SUMMARY OF KEY FINDINGS
1. Some 98% of the 2,108 IDP households surveyed reported that they were unwilling to return to the villages of origin.
2. Insecurity (42%), followed closely by the fact that their house was gone (37%), and that their land was gone (21%) were the most commonly cited reason for not wanting to return to their villages of origin.
3. Security (26%) was the IDP's over-riding pre-condition to return home, followed by food (19%), temporary shelter (16%), and water (8%) as pressing concerns.
4. Some 97% percent of the IDP households surveyed were unwilling to relocate to another village.
5. Violence (65%) [including attacks (36%) and looting (29%)], destroyed crops (11%) and the killing of their livestock (11%) were the most common reasons IDPs surveyed left their villages. Fear of attack (6%), lack of necessities of life (7%), [comprising of lack of food (5%), lack of health services (1%) and lack of water (1%)] were the next most commonly cited reasons for fleeing.
6. Some 19% of IDP households surveyed returned to their village of origin, and of these 30% returned to retrieve possessions, 23% to check on the status of their house, 13% to check about security, 12% to plant or cultivate, and 11% to check on their land. Fewer went back to find family members (9%), or to rebuild their house (1%), or because they were told to return (1%)
7. Some 60 % of IDPs indicate that they receive information about return from those who have returned to their villages of origin, either fellow villagers or relatives.
8. Some 53% of respondents noted that men are the primary decision makers in the community about return (men the community (21%) together, followed closely by the sheik (20%), and male heads of households (12%)). Some 15% of those decided-and some 589 persons amongst these respondents felt the UN or international agencies would decide for them.
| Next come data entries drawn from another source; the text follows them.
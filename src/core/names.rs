// File: src/core/names.rs

/// Curated Arabic names and their preferred Latin spelling.
/// Keys are written in their usual spelling; the dictionary normalizes them.
pub const BUILTIN_NAMES: &[(&str, &str)] = &[
    // Male names
    ("محمد", "Mohammed"),
    ("أحمد", "Ahmed"),
    ("علي", "Ali"),
    ("حسن", "Hassan"),
    ("حسين", "Hussein"),
    ("عبدالله", "Abdullah"),
    ("عبدالرحمن", "Abdulrahman"),
    ("خالد", "Khalid"),
    ("سعد", "Saad"),
    ("فهد", "Fahad"),
    ("عمر", "Omar"),
    ("يوسف", "Youssef"),
    ("إبراهيم", "Ibrahim"),
    ("عبدالعزيز", "Abdulaziz"),
    ("سلطان", "Sultan"),
    ("طارق", "Tarek"),
    ("ماجد", "Majed"),
    ("سالم", "Salem"),
    ("راشد", "Rashid"),
    ("ناصر", "Nasser"),
    ("بدر", "Badr"),
    ("زياد", "Ziad"),
    ("وليد", "Waleed"),
    ("سامي", "Sami"),
    ("عادل", "Adel"),
    ("كريم", "Kareem"),
    ("هشام", "Hisham"),
    ("عثمان", "Othman"),
    ("صالح", "Saleh"),
    ("مصطفى", "Mustafa"),
    // Female names
    ("فاطمة", "Fatima"),
    ("عائشة", "Aisha"),
    ("خديجة", "Khadija"),
    ("مريم", "Mariam"),
    ("زينب", "Zainab"),
    ("أسماء", "Asma"),
    ("هند", "Hind"),
    ("نورا", "Nora"),
    ("سارة", "Sarah"),
    ("ليلى", "Layla"),
    ("أمل", "Amal"),
    ("رنا", "Rana"),
    ("دينا", "Dina"),
    ("منى", "Mona"),
    ("هالة", "Hala"),
    ("سمر", "Samar"),
    ("رؤى", "Rua"),
    ("شيماء", "Shaima"),
    ("إيمان", "Iman"),
    ("هدى", "Huda"),
    ("نادية", "Nadia"),
    ("سلمى", "Salma"),
    ("ريم", "Reem"),
    ("غادة", "Ghada"),
    ("وفاء", "Wafaa"),
    // Omani male names
    ("سعيد", "Said"),
    ("حمد", "Hamad"),
    ("سالم", "Salem"),
    ("راشد", "Rashid"),
    ("محسن", "Mohsen"),
    ("سليمان", "Sulaiman"),
    ("عيسى", "Issa"),
    ("يعقوب", "Yaqoub"),
    ("موسى", "Musa"),
    ("داود", "Dawood"),
    ("سيف", "Saif"),
    ("هلال", "Hilal"),
    ("قيس", "Qais"),
    ("عامر", "Amer"),
    ("جابر", "Jaber"),
    ("حارث", "Harith"),
    ("عبدالمجيد", "Abdulmajeed"),
    ("عبدالكريم", "Abdulkareem"),
    ("عبدالحميد", "Abdulhameed"),
    ("عبدالوهاب", "Abdulwahab"),
    // Omani female names
    ("شمسة", "Shamsa"),
    ("موزة", "Moza"),
    ("عزة", "Azza"),
    ("بثينة", "Buthaina"),
    ("ثريا", "Thuraya"),
    ("جميلة", "Jamila"),
    ("كوثر", "Kawthar"),
    ("لطيفة", "Latifa"),
    ("منيرة", "Munira"),
    ("نعيمة", "Naima"),
    ("وردة", "Warda"),
    ("يسرى", "Yusra"),
    ("زهراء", "Zahra"),
    ("حليمة", "Halima"),
    ("رقية", "Ruqaya"),
    ("سكينة", "Sakina"),
    ("أميمة", "Umaima"),
    ("جويرية", "Juwayriya"),
    ("حفصة", "Hafsa"),
    ("صفية", "Safiya"),
];
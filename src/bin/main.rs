use name_core::{NameTranslator, TranslatorConfig};
use std::io::{self, BufRead, Write};
use std::path::PathBuf;
use tracing_subscriber::EnvFilter;

const DEFAULT_DICTIONARY_PATH: &str = "learned_names.bin";

fn init_logging() {
    // stdout carries the protocol, so logs go to stderr.
    tracing_subscriber::fmt()
        .with_env_filter(EnvFilter::try_from_default_env().unwrap_or_else(|_| EnvFilter::new("info")))
        .with_writer(io::stderr)
        .init();
}

fn main() -> io::Result<()> {
    init_logging();
    tracing::info!("name bridge starting");

    let mut config = TranslatorConfig::from_env();
    if config.dictionary_path.is_none() {
        config.dictionary_path = Some(PathBuf::from(DEFAULT_DICTIONARY_PATH));
    }
    let mut translator = NameTranslator::from_config(&config);
    if let Some(path) = translator.dictionary_path() {
        tracing::info!(path = %path.display(), "learned names store");
    }

    let stdin = io::stdin();
    let mut stdout = io::stdout();

    for line in stdin.lock().lines() {
        let input = line?;
        tracing::debug!(input = %input, "bridge <-");
        let (command, argument) = match input.split_once(' ') {
            Some((command, argument)) => (command, argument),
            None => (input.as_str(), ""),
        };

        match command {
            "EXIT" => break,
            _ => {
                let reply = handle_command(command, argument, &mut translator);
                tracing::debug!(reply = %reply, "bridge ->");
                writeln!(stdout, "{}", reply)?;
                stdout.flush()?;
            }
        }
    }

    tracing::info!("saving learned names");
    if let Err(e) = translator.save_dictionary() {
        tracing::error!(error = %e, "could not save learned names");
    }
    Ok(())
}

fn handle_command(command: &str, argument: &str, translator: &mut NameTranslator) -> String {
    match command {
        "TRANSLATE" => format!("RESULT {}", translator.translate(argument)),
        "CLEAN" => format!("RESULT {}", translator.clean(argument)),
        "IS_ARABIC" => format!("BOOL {}", translator.is_arabic(argument)),
        "LEARN" => match argument.split_once('=') {
            Some((arabic, english)) if translator.user_confirms(arabic, english) => "OK".to_string(),
            Some(_) => "ERR both sides of LEARN must be non-empty".to_string(),
            None => "ERR expected LEARN <arabic>=<english>".to_string(),
        },
        other => format!("ERR unknown command '{}'", other),
    }
}

#[cfg(test)]
mod tests {
    use super::*;

    #[test]
    fn answers_queries() {
        let mut translator = NameTranslator::new();
        assert_eq!(handle_command("TRANSLATE", "محمد زيد", &mut translator), "RESULT Mohammed Zyd");
        assert_eq!(handle_command("CLEAN", "مُحَمَّد", &mut translator), "RESULT محمد");
        assert_eq!(handle_command("IS_ARABIC", "Hello أحمد", &mut translator), "BOOL true");
        assert_eq!(handle_command("IS_ARABIC", "Hello", &mut translator), "BOOL false");
        assert_eq!(handle_command("TRANSLATE", "", &mut translator), "RESULT ");
    }

    #[test]
    fn learn_needs_both_sides() {
        let mut translator = NameTranslator::new();
        assert_eq!(handle_command("LEARN", "زيد=Zaid", &mut translator), "OK");
        assert_eq!(handle_command("TRANSLATE", "زيد", &mut translator), "RESULT Zaid");
        assert!(handle_command("LEARN", "زيد=", &mut translator).starts_with("ERR"));
        assert!(handle_command("LEARN", "Zaid", &mut translator).starts_with("ERR expected"));
    }

    #[test]
    fn rejects_unknown_commands() {
        let mut translator = NameTranslator::new();
        assert_eq!(
            handle_command("SHOUT", "x", &mut translator),
            "ERR unknown command 'SHOUT'"
        );
    }
}
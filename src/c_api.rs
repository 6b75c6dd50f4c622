// C ABI for hosts that embed the translator.
// Null or non-UTF-8 strings are treated as empty input, and panics are
// caught before they reach the caller.
use crate::NameTranslator;
use libc::c_char;
use std::ffi::{CStr, CString};
use std::panic::{catch_unwind, AssertUnwindSafe};
use std::ptr;
use std::sync::{Mutex, MutexGuard};

static NAME_TRANSLATOR: Mutex<Option<NameTranslator>> = Mutex::new(None);

fn translator<'a>() -> MutexGuard<'a, Option<NameTranslator>> {
    // A panic while holding the lock leaves the data intact; keep using it.
    NAME_TRANSLATOR.lock().unwrap_or_else(|poisoned| poisoned.into_inner())
}

/// Borrows a C string, mapping null and invalid UTF-8 to "".
///
/// # Safety
/// `s` must be null or point to a NUL-terminated string that outlives `'a`.
unsafe fn str_arg<'a>(s: *const c_char) -> &'a str {
    if s.is_null() {
        return "";
    }
    CStr::from_ptr(s).to_str().unwrap_or("")
}

fn into_c_string(s: String) -> *mut c_char {
    // Interior NULs cannot cross the boundary; the output never has them
    // unless the input did.
    let bytes: Vec<u8> = s.into_bytes().into_iter().filter(|&b| b != 0).collect();
    match CString::new(bytes) {
        Ok(c) => c.into_raw(),
        Err(_) => ptr::null_mut(),
    }
}

/// Initializes the shared translator, loading learned names from `path`
/// when it is non-null.
///
/// # Safety
/// `path` must be null or a valid NUL-terminated string.
#[no_mangle]
pub unsafe extern "C" fn arabic_names_init(path: *const c_char) {
    let path = str_arg(path).to_string();
    let result = catch_unwind(|| {
        let mut slot = translator();
        if slot.is_some() {
            return;
        }
        let engine = if path.is_empty() {
            NameTranslator::new()
        } else {
            NameTranslator::from_file_or_new(&path)
        };
        *slot = Some(engine);
        tracing::info!("name translator initialized");
    });
    if result.is_err() {
        tracing::error!("panic during name translator initialization");
    }
}

/// Saves learned names and drops the shared translator.
#[no_mangle]
pub extern "C" fn arabic_names_destroy() {
    let _ = catch_unwind(|| {
        if let Some(engine) = translator().take() {
            if let Err(e) = engine.save_dictionary() {
                tracing::error!(error = %e, "failed to save learned names");
            }
        }
    });
}

fn with_translator<T>(f: impl FnOnce(&NameTranslator) -> T) -> T {
    match translator().as_ref() {
        Some(engine) => f(engine),
        None => f(&NameTranslator::new()),
    }
}

/// Returns a newly allocated string; release it with `arabic_names_free_string`.
///
/// # Safety
/// `name` must be null or a valid NUL-terminated string.
#[no_mangle]
pub unsafe extern "C" fn arabic_names_translate(name: *const c_char) -> *mut c_char {
    let name = str_arg(name);
    let result = catch_unwind(AssertUnwindSafe(|| with_translator(|t| t.translate(name))));
    into_c_string(result.unwrap_or_else(|_| {
        tracing::error!("panic in translate");
        String::new()
    }))
}

/// # Safety
/// `text` must be null or a valid NUL-terminated string.
#[no_mangle]
pub unsafe extern "C" fn arabic_names_clean(text: *const c_char) -> *mut c_char {
    let text = str_arg(text);
    into_c_string(catch_unwind(|| crate::clean(text)).unwrap_or_default())
}

/// # Safety
/// `text` must be null or a valid NUL-terminated string.
#[no_mangle]
pub unsafe extern "C" fn arabic_names_is_arabic(text: *const c_char) -> bool {
    let text = str_arg(text);
    catch_unwind(|| crate::is_arabic(text)).unwrap_or(false)
}

/// Records a confirmed translation. Returns false if nothing was stored.
///
/// # Safety
/// Both arguments must be null or valid NUL-terminated strings.
#[no_mangle]
pub unsafe extern "C" fn arabic_names_confirm(arabic: *const c_char, english: *const c_char) -> bool {
    let arabic = str_arg(arabic);
    let english = str_arg(english);
    catch_unwind(AssertUnwindSafe(|| {
        translator()
            .as_mut()
            .map(|engine| engine.user_confirms(arabic, english))
            .unwrap_or(false)
    }))
    .unwrap_or(false)
}

/// # Safety
/// `s` must be null or a pointer returned by this library.
#[no_mangle]
pub unsafe extern "C" fn arabic_names_free_string(s: *mut c_char) {
    if !s.is_null() {
        drop(CString::from_raw(s));
    }
}
//! CLI commands

mod build;
mod clean;
mod plan;

pub use build::BuildCommand;
pub use clean::CleanCommand;
pub use plan::PlanCommand;

use std::path::{Path, PathBuf};

use tracing::debug;

use buildbuddy_core::config::{load_config, load_config_from_dir};
use buildbuddy_core::BuildConfig;

/// Load the build file given on the command line, or search for one
pub(crate) fn load_build_config(explicit: Option<&Path>) -> anyhow::Result<(BuildConfig, PathBuf)> {
    let (config, path) = match explicit {
        Some(path) => (load_config(path)?, path.to_path_buf()),
        None => load_config_from_dir(&std::env::current_dir()?)?,
    };
    debug!(path = %path.display(), "loaded build file");
    Ok((config, path))
}
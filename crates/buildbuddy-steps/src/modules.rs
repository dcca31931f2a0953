//! Derive artifact dependencies from Java module descriptors
//!
//! Dependencies may publish `modules/modules.properties`, mapping module names
//! to the coordinate of the artifact that provides them. Every dependency that
//! carries `sources/module-info.java` gets a `dependencies/<identity>.properties`
//! file listing the resolved coordinate of each module it requires.

use std::collections::{BTreeMap, BTreeSet};
use std::fmt;
use std::path::Path;
use std::sync::Arc;

use anyhow::{anyhow, bail, Context};
use async_trait::async_trait;
use tokio::runtime::Handle;
use tracing::debug;

use buildbuddy_tasks::{BuildStep, BuildStepArguments, BuildStepContext, BuildStepResult};

use crate::bind::{DEPENDENCIES, SOURCES};
use crate::fetch::parse_properties;

/// Folder of a dependency holding the module table
pub const MODULES: &str = "modules";

const MODULE_TABLE: &str = "modules.properties";
const MODULE_INFO: &str = "module-info.java";

/// Maps a coordinate from a module table to the key written out
pub type Resolver = Arc<dyn Fn(&str) -> String + Send + Sync>;

/// Lists the artifacts required by each dependency's module descriptor
#[derive(Clone)]
pub struct ModuleDependencies {
    resolver: Resolver,
}

impl ModuleDependencies {
    pub fn new(resolver: impl Fn(&str) -> String + Send + Sync + 'static) -> Self {
        Self {
            resolver: Arc::new(resolver),
        }
    }

    /// Prefix every coordinate with `repository/`, the form fetch requirements use
    pub fn in_repository(repository: impl Into<String>) -> Self {
        let repository = repository.into();
        Self::new(move |coordinate| format!("{}/{}", repository, coordinate))
    }

    async fn references(&self, arguments: &BuildStepArguments) -> anyhow::Result<BTreeMap<String, String>> {
        let mut references = BTreeMap::new();
        for argument in arguments.values() {
            let table = argument.folder.join(MODULES).join(MODULE_TABLE);
            if let Some(content) = read_optional(&table).await? {
                for (module, coordinate) in parse_properties(&content) {
                    references.insert(module, (self.resolver)(&coordinate));
                }
            }
        }
        Ok(references)
    }
}

impl fmt::Debug for ModuleDependencies {
    fn fmt(&self, f: &mut fmt::Formatter<'_>) -> fmt::Result {
        f.debug_struct("ModuleDependencies").finish_non_exhaustive()
    }
}

#[async_trait]
impl BuildStep for ModuleDependencies {
    async fn apply(
        &self,
        _handle: &Handle,
        context: &BuildStepContext,
        arguments: &BuildStepArguments,
    ) -> anyhow::Result<BuildStepResult> {
        let references = self.references(arguments).await?;

        let dependencies = context.next.join(DEPENDENCIES);
        tokio::fs::create_dir(&dependencies).await?;

        for (id, argument) in arguments {
            let descriptor = argument.folder.join(SOURCES).join(MODULE_INFO);
            let Some(content) = read_optional(&descriptor).await? else {
                continue;
            };

            let mut required = BTreeSet::new();
            for module in required_modules(&content)
                .with_context(|| format!("Cannot read module descriptor {}", descriptor.display()))?
            {
                let reference = references
                    .get(&module)
                    .ok_or_else(|| anyhow!("Unknown module: {}", module))?;
                required.insert(reference.clone());
            }

            debug!(dependency = %id, modules = required.len(), "resolved module requirements");
            let properties: String = required
                .iter()
                .map(|reference| format!("{}=\n", escape_key(reference)))
                .collect();
            tokio::fs::write(dependencies.join(format!("{}.properties", id)), properties).await?;
        }

        Ok(BuildStepResult::published())
    }
}

async fn read_optional(path: &Path) -> anyhow::Result<Option<String>> {
    match tokio::fs::read_to_string(path).await {
        Ok(content) => Ok(Some(content)),
        Err(e) if e.kind() == std::io::ErrorKind::NotFound => Ok(None),
        Err(e) => Err(e).with_context(|| format!("Failed to read {}", path.display())),
    }
}

/// Names of every module in a descriptor's `requires` directives
pub fn required_modules(source: &str) -> anyhow::Result<Vec<String>> {
    let source = strip_comments(source);
    let (Some(open), Some(close)) = (source.find('{'), source.rfind('}')) else {
        bail!("no module declaration");
    };
    if close < open {
        bail!("malformed module declaration");
    }

    let mut modules = Vec::new();
    for directive in source[open + 1..close].split(';') {
        let mut tokens = directive.split_whitespace();
        if tokens.next() != Some("requires") {
            continue;
        }
        let name: String = tokens
            .skip_while(|token| matches!(*token, "transitive" | "static"))
            .collect();
        if name.is_empty() {
            bail!("requires directive without a module name");
        }
        modules.push(name);
    }
    Ok(modules)
}

fn strip_comments(source: &str) -> String {
    let mut stripped = String::with_capacity(source.len());
    let mut chars = source.chars().peekable();
    while let Some(c) = chars.next() {
        let next = chars.peek().copied();
        match (c, next) {
            ('/', Some('/')) => {
                for c in chars.by_ref() {
                    if c == '\n' {
                        stripped.push('\n');
                        break;
                    }
                }
            }
            ('/', Some('*')) => {
                chars.next();
                let mut previous = ' ';
                for c in chars.by_ref() {
                    if previous == '*' && c == '/' {
                        break;
                    }
                    previous = c;
                }
                stripped.push(' ');
            }
            _ => stripped.push(c),
        }
    }
    stripped
}

/// Escape the characters a properties key cannot hold literally
fn escape_key(key: &str) -> String {
    let mut escaped = String::with_capacity(key.len());
    for c in key.chars() {
        if matches!(c, '\\' | ':' | '=' | ' ' | '#' | '!') {
            escaped.push('\\');
        }
        escaped.push(c);
    }
    escaped
}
Only 6% indicated women were the decision makers about return (3% female heads of household, and 3% women in the community decide together).
9. Some 48% percent of the IDP households surveyed felt secure in their current IDP camp/cluster, some 42% did not feel secure, and some 5% felt somewhat secure. The results differed significantly by location, with IDPs in the Kutum/Kassab/Fata Barno area feeling the most insecure (75%), followed closely by Saraf Omra (68%) feeling insecure. When the data was desegregated by gender the results were almost the same for men and women. Desegregating the data by age did not produce significant variances.
10. Some 77% of IDPs surveyed cited violence as the reason they felt insecure in their current location [39% cited violence outside the location, and 38% cited violence inside their current location]. IDPs in Abu Shouk camp, more so than in other camps, had more frequently been told that they had to return home (14%), compared to a range of 1%-4% in other locations.
11. The presence of more international agencies (37%), and improved assistance (31%)-total 68%, followed by being reunited with family (24%) would also make IDPs feel more secure in their current locations. When the data was desegregated by location, residents in both Saraf Omra (29%), and the new arrivals in Abu Shouk II (29%) felt reunification with family members was the second factor that would make them feel more secure, as opposed to the other locations where improved assistance was a second factor.